Former Xbox and PlayStation Executive: Nintendo Has Put Excitement Back in the Console Space

Phil Harrison knows what things look like from both sides of the field. For a long time Harrison worked as a professional PlayStation fanboy as the SCE Worldwide Studios boss, and then in 2012 he went rogue and worked over at Microsoft as corporate Vice President. Phil Harrison spent years analyzing trends, market strategies, and hardware development during some of the gaming industry's most formative generations. In a recent interview at Gamelab (via VentureBeat), Harrison has some pretty interesting opinions about the state of the industry, and he had nothing by nice things to say about Nintendo.
GamesBeat: From the sidelines, where do you see the big three here and how well they're doing?
Harrison: Nintendo has surprised me in a good way. They've put some excitement back in, or at least added a dynamic to the console equation that wasn't there previously. From my focus group of a household with younger children, Switch is definitely the console that gets used. Mainly because of the content types. Surprisingly, the TV-to-mobile use case works way more effectively than I expected. Maybe I should give Nintendo more credit. I really enjoy that.
GamesBeat: That seems to be what they tried to do with the Wii U, but it didn't take. It may have been too early. The tethered tablet may have been a real problem.
Harrison: The tablet mode on Wii U just wasn't powerful enough. It was rendered as a single frame from the console sent wirelessly from the console to the device. The Switch combined both modes into one and just switched the power state. When you're tethered you get access to more wattage on the CPU and GPU. Maybe that technology didn't exist when they were developing the Wii U. I suspect not. A great idea is about timing as much as it is about technology. The game pipeline they have coming through looks pretty strong, with the greatest hits from Nintendo coming down the pipe in the next 12 months. That puts them in a strong decision.
Harrison has obviously been very keen to take note of the enormous up-swing that handheld and mobile gaming is enjoying right now. Further on in the interview, he states with no shortage of confidence that mobile games are where most of the money is to be made right now, especially for indie developers.
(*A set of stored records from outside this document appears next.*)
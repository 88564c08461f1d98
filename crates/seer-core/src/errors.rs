//! Cross-cutting error types for seer.
//!
//! Domain-specific errors (`SchemaError`, `ApplyError`) live in their
//! respective crates and wrap `CoreError` where a vocabulary operation fails.

use thiserror::Error;

/// Errors raised by vocabulary and collection operations.
#[derive(Debug, Clone, PartialEq, Eq, Error)]
pub enum CoreError {
    /// A schema item name is empty after trimming.
    #[error("{kind} name is empty")]
    EmptyName { kind: &'static str },

    /// An insert targeted a name that is already taken.
    #[error("{kind} '{name}' already exists")]
    Duplicate { kind: &'static str, name: String },
}
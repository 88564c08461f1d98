//! # seer-schema
//!
//! Merges a model's vocabulary into a project's vocabulary and rewrites the
//! model's predictions against the merged result.
//!
//! - [`reconcile`] resolves every model class and tag to an existing project
//!   item or a new one, suffixing names on semantic collisions.
//! - [`transform`] filters a prediction to the kept classes/tags and swaps
//!   each definition for its resolved counterpart.
//!
//! Both are pure: they never touch storage and never mutate their inputs.

mod error;
mod mapping;
mod reconcile;
mod suffix;
mod transform;

pub use error::SchemaError;
pub use mapping::{Mapping, NameMapping};
pub use reconcile::{Reconciliation, SuffixPolicy, reconcile, reconcile_items};
pub use suffix::{generate, suffixed_name};
pub use transform::transform;
//! Model-name → resolved-item tables produced by one reconciliation pass.

use std::collections::BTreeMap;

use seer_core::{ClassDef, SchemaItem, TagDef};
use serde::Serialize;

use crate::error::SchemaError;

/// Resolved items keyed by the model item's trimmed name.
#[derive(Debug, Clone, PartialEq, Eq, Serialize)]
#[serde(transparent)]
pub struct NameMapping<T> {
    entries: BTreeMap<String, T>,
}

impl<T> Default for NameMapping<T> {
    fn default() -> Self {
        Self {
            entries: BTreeMap::new(),
        }
    }
}

impl<T: SchemaItem> NameMapping<T> {
    pub(crate) fn insert(&mut self, model_name: &str, resolved: T) {
        self.entries.insert(model_name.trim().to_string(), resolved);
    }

    #[must_use]
    pub fn get(&self, model_name: &str) -> Option<&T> {
        self.entries.get(model_name.trim())
    }

    /// Like [`Self::get`], failing with a lookup error.
    pub fn resolve(&self, model_name: &str) -> Result<&T, SchemaError> {
        self.get(model_name).ok_or_else(|| SchemaError::Lookup {
            kind: T::LABEL,
            name: model_name.trim().to_string(),
        })
    }

    pub fn iter(&self) -> impl Iterator<Item = (&str, &T)> {
        self.entries.iter().map(|(name, item)| (name.as_str(), item))
    }

    #[must_use]
    pub fn len(&self) -> usize {
        self.entries.len()
    }

    #[must_use]
    pub fn is_empty(&self) -> bool {
        self.entries.is_empty()
    }
}

/// Class and tag mappings of one pass. Not persisted.
#[derive(Debug, Clone, Default, PartialEq, Eq, Serialize)]
pub struct Mapping {
    pub classes: NameMapping<ClassDef>,
    pub tags: NameMapping<TagDef>,
}
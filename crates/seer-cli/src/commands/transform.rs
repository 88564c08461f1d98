use serde::Serialize;

use seer_config::SeerConfig;
use seer_core::{PredictionAnnotation, Vocabulary};
use seer_schema::{Mapping, transform};

use crate::cli::GlobalFlags;
use crate::cli::root_commands::TransformArgs;
use crate::commands::shared::prepare;
use crate::output::output;
use crate::replay::read_json;

#[derive(Debug, Serialize)]
pub struct TransformReport {
    pub changed: bool,
    pub vocabulary: Vocabulary,
    pub mapping: Mapping,
    pub annotation: PredictionAnnotation,
}

pub fn run(args: &TransformArgs, config: &SeerConfig) -> anyhow::Result<TransformReport> {
    let prepared = prepare(&args.reconcile, config)?;
    let prediction: PredictionAnnotation = read_json(&args.prediction)?;
    let reconciliation = prepared.reconciliation;

    let annotation = transform(
        &prediction,
        &reconciliation.vocabulary,
        &reconciliation.mapping,
        &prepared.keep,
    )?;
    tracing::debug!(
        labels_in = prediction.labels.len(),
        labels_out = annotation.labels.len(),
        tags_out = annotation.tag_count(),
        "transformed prediction"
    );

    Ok(TransformReport {
        changed: reconciliation.changed(&prepared.project),
        vocabulary: reconciliation.vocabulary,
        mapping: reconciliation.mapping,
        annotation,
    })
}

/// Handle `seer transform`.
pub fn handle(args: &TransformArgs, config: &SeerConfig, flags: &GlobalFlags) -> anyhow::Result<()> {
    output(&run(args, config)?, flags.format)
}
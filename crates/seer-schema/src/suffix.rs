use seer_core::SchemaItem;

/// `{name}-{suffix}` for index 0, `{name}-{suffix}-{index}` afterwards.
#[must_use]
pub fn suffixed_name(name: &str, suffix: &str, index: u32) -> String {
    if index == 0 {
        format!("{name}-{suffix}")
    } else {
        format!("{name}-{suffix}-{index}")
    }
}

/// Suffixed name for `item`, built from its trimmed name.
#[must_use]
pub fn generate<T: SchemaItem>(item: &T, suffix: &str, index: u32) -> String {
    suffixed_name(item.key(), suffix, index)
}
use anyhow::Context;

use seer_apply::{
    ApplyOptions, ApplyOrchestrator, ApplyOutcome, LabelingSession, ModelConnection,
    VocabularyCache, policy_from_config,
};
use seer_config::SeerConfig;
use seer_core::SessionContext;
use seer_core::ids::SessionId;

use crate::cli::GlobalFlags;
use crate::cli::root_commands::ApplyArgs;
use crate::commands::shared::keep_set;
use crate::output::output;
use crate::replay::{MODEL_FILE, ModelFile, ReplayModel, ReplayPlatform, read_json};

/// Labeling session id used for replays; there is no live tool session.
const REPLAY_SESSION: SessionId = 1;

pub async fn run(args: &ApplyArgs, config: &SeerConfig) -> anyhow::Result<ApplyOutcome> {
    let platform = ReplayPlatform::open(&args.workspace)?;
    let model_file: ModelFile = read_json(&args.workspace.join(MODEL_FILE))?;
    let session_id = args
        .session
        .or(config.model.session_id)
        .or(model_file.session_id)
        .context("no model session; pass --session or set model.session_id")?;

    let connection = ModelConnection::connect(
        ReplayModel::new(model_file),
        session_id,
        config.model.connect_timeout(),
    )
    .await?;

    let context = SessionContext {
        team_id: 1,
        session_id: REPLAY_SESSION,
        dataset_id: 1,
        project_id: args.project_id,
        video_id: args.video,
        frame_index: args.frame,
        user_id: args.user,
        job_id: platform.job().map(|job| job.job_id),
    };
    let cache = VocabularyCache::new();
    let mut session = LabelingSession::new(context.clone());
    session
        .on_selection_changed(&platform, &cache, context)
        .await
        .context("failed to load labeling context")?;

    let selection = keep_set(
        connection.vocabulary(),
        args.classes.as_deref(),
        args.tags.as_deref(),
    );
    let settings = args.settings.as_deref().map_or_else(
        || connection.default_settings().clone(),
        |text| connection.settings_from_text(text),
    );
    let policy = policy_from_config(&config.reconcile);

    let orchestrator = ApplyOrchestrator::new(platform, ApplyOptions::from_config(&config.apply));
    let ctx = session
        .apply_context(&connection, &cache, &selection, &policy, settings)
        .context("job scope not resolved for the labeling context")?;
    let result = orchestrator.apply(ctx).await;

    // Whatever was created before a failure stays created.
    orchestrator.platform().flush()?;
    Ok(result?)
}

/// Handle `seer apply`.
pub async fn handle(args: &ApplyArgs, config: &SeerConfig, flags: &GlobalFlags) -> anyhow::Result<()> {
    output(&run(args, config).await?, flags.format)
}
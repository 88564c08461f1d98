//! Platform identifiers and the selection context of a labeling session.

use schemars::JsonSchema;
use serde::{Deserialize, Serialize};

pub type TeamId = u64;
pub type SessionId = u64;
pub type DatasetId = u64;
pub type ProjectId = u64;
pub type VideoId = u64;
pub type JobId = u64;
pub type UserId = u64;
pub type ObjectId = u64;
pub type FigureId = u64;
pub type ModelSessionId = u64;

/// What the labeler is looking at right now.
///
/// Replaced wholesale every time the labeling tool reports a selection
/// change; components receive it by value instead of reading shared globals.
#[derive(Debug, Clone, PartialEq, Eq, Serialize, Deserialize, JsonSchema)]
pub struct SessionContext {
    pub team_id: TeamId,
    pub session_id: SessionId,
    pub dataset_id: DatasetId,
    pub project_id: ProjectId,
    pub video_id: VideoId,
    pub frame_index: u32,
    pub user_id: UserId,
    #[serde(default)]
    pub job_id: Option<JobId>,
}

impl SessionContext {
    /// Same session, different frame.
    #[must_use]
    pub fn at_frame(&self, frame_index: u32) -> Self {
        Self {
            frame_index,
            ..self.clone()
        }
    }
}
At any rate, the Nintendo Switch is uniquely positioned to appeal to Western gamers as a home console that you can play on the big screen and to Easter gamers as a portable handheld that you can play in short spurts on a commute or around the house. This, coupled with Nintendo's world-class library of can't-miss IPs has made for an extremely lucrative initial run for the Switch, and things are only heating up.